[Dataset records — start]
//! Plans CLI Binary
//!
//! Command-line interface for the workout plans API.

use clap::Parser;
use plans_client::cli::{load_config, map_error, Cli, RunContext};
use plans_client::logging::{init_logging, LoggingConfig};
use std::process;
use tracing::{error, info};

fn main() {
    let cli = Cli::parse();

    let config = match load_config(&cli) {
        Ok(config) => config,
        Err(e) => {
            eprintln!("{}", map_error(&e));
            process::exit(1);
        }
    };

    let logging_config = build_logging_config(&cli, &config.logging);
    if let Err(e) = init_logging(Some(&logging_config)) {
        eprintln!("Failed to initialize logging: {}", e);
        process::exit(1);
    }

    info!("Plans CLI starting");

    let context = match RunContext::new(config, cli.format) {
        Ok(ctx) => ctx,
        Err(e) => {
            error!("Error initializing client: {}", e);
            eprintln!("{}", map_error(&e));
            process::exit(1);
        }
    };

    match context.execute(&cli.command) {
        Ok(output) => {
            info!("Command completed successfully");
            println!("{}", output);
        }
        Err(e) => {
            error!("Command failed: {}", e);
            eprintln!("{}", map_error(&e));
            process::exit(1);
        }
    }
}

/// Build logging configuration from CLI args on top of the config file.
/// Precedence: CLI flags override config file override defaults.
fn build_logging_config(cli: &Cli, base: &LoggingConfig) -> LoggingConfig {
    let mut config = base.clone();

    if cli.quiet {
        config.enabled = false;
    }
    if cli.verbose {
        config.level = "debug".to_string();
    }
    if let Some(ref level) = cli.log_level {
        config.level = level.clone();
    }
    if let Some(ref format) = cli.log_format {
        config.format = format.clone();
    }
    if let Some(ref output) = cli.log_output {
        config.output = output.clone();
    }
    if let Some(ref file) = cli.log_file {
        config.file = Some(file.clone());
        // A log file on the command line implies file output unless told otherwise.
        if cli.log_output.is_none() {
            config.output = "file".to_string();
        }
    }

    config
}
[Dataset records — finish]
■ **Instructions to follow**: Wherever the string "Some" occurs in the entries, copy that whole line.

■ **Written solution**:
    if let Err(e) = init_logging(Some(&logging_config)) {
    if let Some(ref level) = cli.log_level {
    if let Some(ref format) = cli.log_format {
    if let Some(ref output) = cli.log_output {
    if let Some(ref file) = cli.log_file {
        config.file = Some(file.clone());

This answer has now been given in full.